Segarra has never hidden her influences. Hurray for the Riff Raff, the name of her band, is broadly a folk rock outfit, and in the past she's covered songs like "Black Jack Davy," associated with Dylan mentor Woody Guthrie. Still, Lou Reed wasn't the touchstone I expected when I first listened to the album. The Navigator has been mostly discussed and promoted as an exploration of Segarra's Puerto Rican roots.

Segarra does use a lot of Puerto Rican touches throughout the album. The title track is a Latin ballad, complete with Puerto Rican percussion, strings, and some distorted Spanish guitar. "Rican Beach" has lyrics which couldn't be much more pointed. "First they stole our language/then they stole our names/then they stole the things that brought us fame/then they stole our neighbors/and they stole our streets/and they left us to die on Rican Beach." That's a straightforward indictment of colonialism—and of cultural colonialism specifically. Segarra is singing about having her past and her context stripped away, and about being left without a name or a people. "You can take my life/but don't take my home" she sings as the electric guitar reminds her interlocutors exactly where that home is.

Even as the album insists that Puerto Rico is Segarra's place, though, it also insists that it isn't—or at least that it isn't her only one. The song "Hungry Ghost," with its big, echoey production and its strummed pop guitar sound isn't reminiscent of Puerto Rico; it sounds like U2 or Springsteen. "I've been a heart for hire/my loves on a funeral pyre" is almost certainly a "Dancing in the Dark" nod—Segarra deftly lifts that song's hook too. The sound is way more like (excellent) 80s radio pop than it is like roots music of any sort. 

The Navigator is a loose concept album, and the stylistic variation is in part a progression—the Puerto Rican influenced songs show up towards the end, while "Livin For the City" and "Hungry Ghost" kick off the album. Still, wherever they are in sequence, Segarra wrote and sings all the songs. The Leonard Cohen tinged singer-songwriter folk of "Nothing's Gonna Change That Girl" is her just as surely as the swaying island end. Segarra channels Dylan just as it's Segarra in "Pa'lante" who sings "colonized and hypnotized/be something./ Sterilized, dehumanized/be something."  

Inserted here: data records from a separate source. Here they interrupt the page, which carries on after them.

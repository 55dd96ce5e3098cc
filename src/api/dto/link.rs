//! JSON representation of a short link.

use chrono::{DateTime, Utc};
use serde::Serialize;

use crate::domain::entities::ShortLink;

/// A link as returned by the shorten and admin endpoints.
#[derive(Debug, Serialize)]
#[serde(rename_all = "camelCase")]
pub struct LinkResponse {
    pub id: i64,
    pub short_id: String,
    pub short_url: String,
    pub original_url: String,
    pub clicks: i64,
    pub is_active: bool,
    pub expires_at: Option<DateTime<Utc>>,
    pub created_at: DateTime<Utc>,
}

impl LinkResponse {
    pub fn from_link(link: ShortLink, short_url: String) -> Self {
        Self {
            id: link.id,
            short_id: link.short_id,
            short_url,
            original_url: link.original_url,
            clicks: link.clicks,
            is_active: link.is_active,
            expires_at: link.expires_at,
            created_at: link.created_at,
        }
    }
}
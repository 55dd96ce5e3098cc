//! DTOs for the health check endpoint.

use serde::Serialize;

/// Health check response with component status.
#[derive(Debug, Serialize)]
pub struct HealthResponse {
    pub status: String,
    pub version: String,
    pub checks: HealthChecks,
}

/// Health status for each system component.
#[derive(Debug, Serialize)]
pub struct HealthChecks {
    pub database: CheckStatus,
    pub click_queue: CheckStatus,
    pub cache: CheckStatus,
}

/// Individual component health status.
#[derive(Debug, Serialize)]
pub struct CheckStatus {
    pub status: String,

    #[serde(skip_serializing_if = "Option::is_none")]
    pub message: Option<String>,
}

impl CheckStatus {
    pub fn ok(message: impl Into<String>) -> Self {
        Self {
            status: "ok".to_string(),
            message: Some(message.into()),
        }
    }

    pub fn error(message: impl Into<String>) -> Self {
        Self {
            status: "error".to_string(),
            message: Some(message.into()),
        }
    }

    pub fn is_ok(&self) -> bool {
        self.status == "ok"
    }
}
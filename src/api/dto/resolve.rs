//! DTO for the resolve endpoint.

use serde::Serialize;

#[derive(Debug, Serialize)]
#[serde(rename_all = "camelCase")]
pub struct ResolveResponse {
    pub original_url: String,
}
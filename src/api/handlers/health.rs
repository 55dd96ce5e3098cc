//! Handler for the health check endpoint.

use axum::{Json, extract::State, http::StatusCode};

use crate::api::dto::health::{CheckStatus, HealthChecks, HealthResponse};
use crate::state::AppState;

/// Returns service health status with component checks.
///
/// # Endpoint
///
/// `GET /health`
///
/// # Response Codes
///
/// - **200 OK**: store and click queue are healthy. A failing cache only
///   degrades the status, since resolution falls back to the store.
/// - **503 Service Unavailable**: store unreachable or click queue closed
///
/// # Response
///
/// ```json
/// {
///   "status": "healthy",
///   "version": "0.1.0",
///   "checks": {
///     "database": { "status": "ok", "message": "Connected" },
///     "click_queue": { "status": "ok", "message": "Capacity: 10000" },
///     "cache": { "status": "ok", "message": "redis connected" }
///   }
/// }
/// ```
pub async fn health_handler(
    State(state): State<AppState>,
) -> Result<Json<HealthResponse>, (StatusCode, Json<HealthResponse>)> {
    let db_check = check_database(&state).await;
    let queue_check = check_click_queue(&state);
    let cache_check = check_cache(&state).await;

    let critical_ok = db_check.is_ok() && queue_check.is_ok();
    let status = if critical_ok && cache_check.is_ok() {
        "healthy"
    } else {
        "degraded"
    };

    let response = HealthResponse {
        status: status.to_string(),
        version: env!("CARGO_PKG_VERSION").to_string(),
        checks: HealthChecks {
            database: db_check,
            click_queue: queue_check,
            cache: cache_check,
        },
    };

    if critical_ok {
        Ok(Json(response))
    } else {
        Err((StatusCode::SERVICE_UNAVAILABLE, Json(response)))
    }
}

async fn check_database(state: &AppState) -> CheckStatus {
    match state.link_service.ping().await {
        Ok(()) => CheckStatus::ok("Connected"),
        Err(e) => CheckStatus::error(format!("Database error: {}", e)),
    }
}

/// Checks if the click tracking queue is operational.
fn check_click_queue(state: &AppState) -> CheckStatus {
    if state.click_sender.is_closed() {
        CheckStatus::error("Click queue is closed")
    } else {
        CheckStatus::ok(format!("Capacity: {}", state.click_sender.capacity()))
    }
}

/// Checks cache connectivity via PING command.
async fn check_cache(state: &AppState) -> CheckStatus {
    let backend = state.cache.backend_name();

    if backend == "disabled" {
        return CheckStatus::ok("Caching disabled");
    }

    if state.cache.health_check().await {
        CheckStatus::ok(format!("{} connected", backend))
    } else {
        CheckStatus::error(format!("{} connection failed", backend))
    }
}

"Pa'lante" is in part about how racism and sexism constrain who you can be or who you can want to be. "Lately I don't understand what I am/treated as a fool, not quite a woman or a man" is about feeling out of place and broken. But it's also likely a specific reference to the way women of color are often seen as masculine and not quite real woman. 

The Navigator is Segarra claiming, or reclaiming a denigrated, colonized self; she's insisting on her own humanity and value. But at the same time, the album is adamantly not an exploration of Puerto Rican traditional song. Segarra is Puerto Rican, but she's not just Puerto Rican. She loves VU and Springsteen and gospel quartet music, too, if the lovely opening track "Entrance" is any indication. The Navigator is about touching back on her island, but it's also about having a boat which will take you anywhere. The United States, at this bleak moment, is eager to tell marginalized people who they are. The Navitgator, though, shows that Segarra's culture is whatever she wants it to be.